Data records:
■ ■ ■ ■ ■ ■ ■

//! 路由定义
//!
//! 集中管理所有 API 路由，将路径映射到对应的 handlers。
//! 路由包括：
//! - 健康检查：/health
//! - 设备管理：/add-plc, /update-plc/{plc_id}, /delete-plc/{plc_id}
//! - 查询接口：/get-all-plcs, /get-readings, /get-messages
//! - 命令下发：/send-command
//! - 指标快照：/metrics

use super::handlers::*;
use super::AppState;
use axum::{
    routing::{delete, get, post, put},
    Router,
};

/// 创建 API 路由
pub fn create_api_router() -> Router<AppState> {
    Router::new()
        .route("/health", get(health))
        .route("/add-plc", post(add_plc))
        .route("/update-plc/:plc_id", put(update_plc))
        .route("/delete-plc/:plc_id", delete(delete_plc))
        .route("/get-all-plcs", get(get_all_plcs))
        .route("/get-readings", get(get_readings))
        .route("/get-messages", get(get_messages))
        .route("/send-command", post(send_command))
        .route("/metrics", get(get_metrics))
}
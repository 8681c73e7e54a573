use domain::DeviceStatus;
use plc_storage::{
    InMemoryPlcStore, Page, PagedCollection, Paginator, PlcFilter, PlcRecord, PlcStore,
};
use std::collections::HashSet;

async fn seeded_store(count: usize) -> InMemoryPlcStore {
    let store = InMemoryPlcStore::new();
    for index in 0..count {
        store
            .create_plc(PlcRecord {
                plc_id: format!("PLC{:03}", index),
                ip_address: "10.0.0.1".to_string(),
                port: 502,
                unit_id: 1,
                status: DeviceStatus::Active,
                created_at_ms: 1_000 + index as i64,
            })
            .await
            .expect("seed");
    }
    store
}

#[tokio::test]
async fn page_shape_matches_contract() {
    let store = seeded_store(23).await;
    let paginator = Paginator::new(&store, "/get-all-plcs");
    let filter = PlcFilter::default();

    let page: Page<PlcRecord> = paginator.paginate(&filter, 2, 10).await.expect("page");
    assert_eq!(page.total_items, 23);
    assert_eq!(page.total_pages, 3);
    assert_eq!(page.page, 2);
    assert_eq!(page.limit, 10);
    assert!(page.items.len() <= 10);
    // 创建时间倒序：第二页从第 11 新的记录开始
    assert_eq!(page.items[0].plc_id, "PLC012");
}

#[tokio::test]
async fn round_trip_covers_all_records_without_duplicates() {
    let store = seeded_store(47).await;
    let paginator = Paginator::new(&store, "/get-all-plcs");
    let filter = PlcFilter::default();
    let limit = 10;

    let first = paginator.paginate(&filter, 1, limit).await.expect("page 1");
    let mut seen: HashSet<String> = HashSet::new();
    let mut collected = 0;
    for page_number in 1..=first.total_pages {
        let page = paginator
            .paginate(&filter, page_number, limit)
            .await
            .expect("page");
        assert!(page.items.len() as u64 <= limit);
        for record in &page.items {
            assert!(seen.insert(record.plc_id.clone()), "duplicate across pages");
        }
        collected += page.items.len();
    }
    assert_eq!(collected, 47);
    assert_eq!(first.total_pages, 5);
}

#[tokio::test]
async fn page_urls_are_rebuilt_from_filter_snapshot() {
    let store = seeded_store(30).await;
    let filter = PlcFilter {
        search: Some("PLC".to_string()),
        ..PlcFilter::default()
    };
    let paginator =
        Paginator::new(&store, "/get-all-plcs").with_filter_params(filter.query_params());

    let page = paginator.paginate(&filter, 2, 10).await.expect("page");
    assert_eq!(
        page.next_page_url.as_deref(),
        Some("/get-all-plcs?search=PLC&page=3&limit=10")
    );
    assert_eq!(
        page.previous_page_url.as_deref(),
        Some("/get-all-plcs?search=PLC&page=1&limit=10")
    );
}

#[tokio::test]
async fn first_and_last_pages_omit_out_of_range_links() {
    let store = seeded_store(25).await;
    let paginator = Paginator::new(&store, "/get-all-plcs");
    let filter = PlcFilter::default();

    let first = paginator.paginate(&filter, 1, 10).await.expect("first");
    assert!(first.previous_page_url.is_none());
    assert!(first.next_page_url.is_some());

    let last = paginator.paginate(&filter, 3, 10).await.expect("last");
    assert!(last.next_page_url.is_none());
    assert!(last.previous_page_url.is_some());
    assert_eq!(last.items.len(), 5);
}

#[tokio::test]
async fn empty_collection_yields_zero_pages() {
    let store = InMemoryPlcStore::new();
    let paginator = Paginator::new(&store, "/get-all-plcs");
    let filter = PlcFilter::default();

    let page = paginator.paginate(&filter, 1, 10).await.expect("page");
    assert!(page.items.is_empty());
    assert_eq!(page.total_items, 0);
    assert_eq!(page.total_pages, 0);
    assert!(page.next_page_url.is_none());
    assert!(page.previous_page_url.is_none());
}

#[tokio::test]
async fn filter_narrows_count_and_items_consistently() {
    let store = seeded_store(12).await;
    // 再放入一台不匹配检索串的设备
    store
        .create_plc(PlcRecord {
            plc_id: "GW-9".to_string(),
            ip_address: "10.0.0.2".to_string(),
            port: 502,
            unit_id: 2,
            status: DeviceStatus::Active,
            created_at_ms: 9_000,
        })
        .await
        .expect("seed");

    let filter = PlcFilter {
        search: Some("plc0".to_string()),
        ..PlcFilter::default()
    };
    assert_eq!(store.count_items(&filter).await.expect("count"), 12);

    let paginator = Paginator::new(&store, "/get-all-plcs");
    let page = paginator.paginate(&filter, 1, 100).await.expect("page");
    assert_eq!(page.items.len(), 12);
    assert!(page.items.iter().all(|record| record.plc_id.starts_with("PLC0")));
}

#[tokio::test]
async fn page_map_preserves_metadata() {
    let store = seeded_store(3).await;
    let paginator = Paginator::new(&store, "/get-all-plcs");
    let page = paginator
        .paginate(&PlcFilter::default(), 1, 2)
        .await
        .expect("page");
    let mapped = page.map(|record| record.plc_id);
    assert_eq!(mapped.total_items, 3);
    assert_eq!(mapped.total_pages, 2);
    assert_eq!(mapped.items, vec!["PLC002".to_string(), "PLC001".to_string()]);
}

■ ■ ■ ■ ■ ■ ■

ABOUT THIS TASK
Copy out each line of the entries above that holds "async".

SOLUTION FOR THIS EXERCISE
async fn seeded_store(count: usize) -> InMemoryPlcStore {
async fn page_shape_matches_contract() {
async fn round_trip_covers_all_records_without_duplicates() {
async fn page_urls_are_rebuilt_from_filter_snapshot() {
async fn first_and_last_pages_omit_out_of_range_links() {
async fn empty_collection_yields_zero_pages() {
async fn filter_narrows_count_and_items_consistently() {
async fn page_map_preserves_metadata() {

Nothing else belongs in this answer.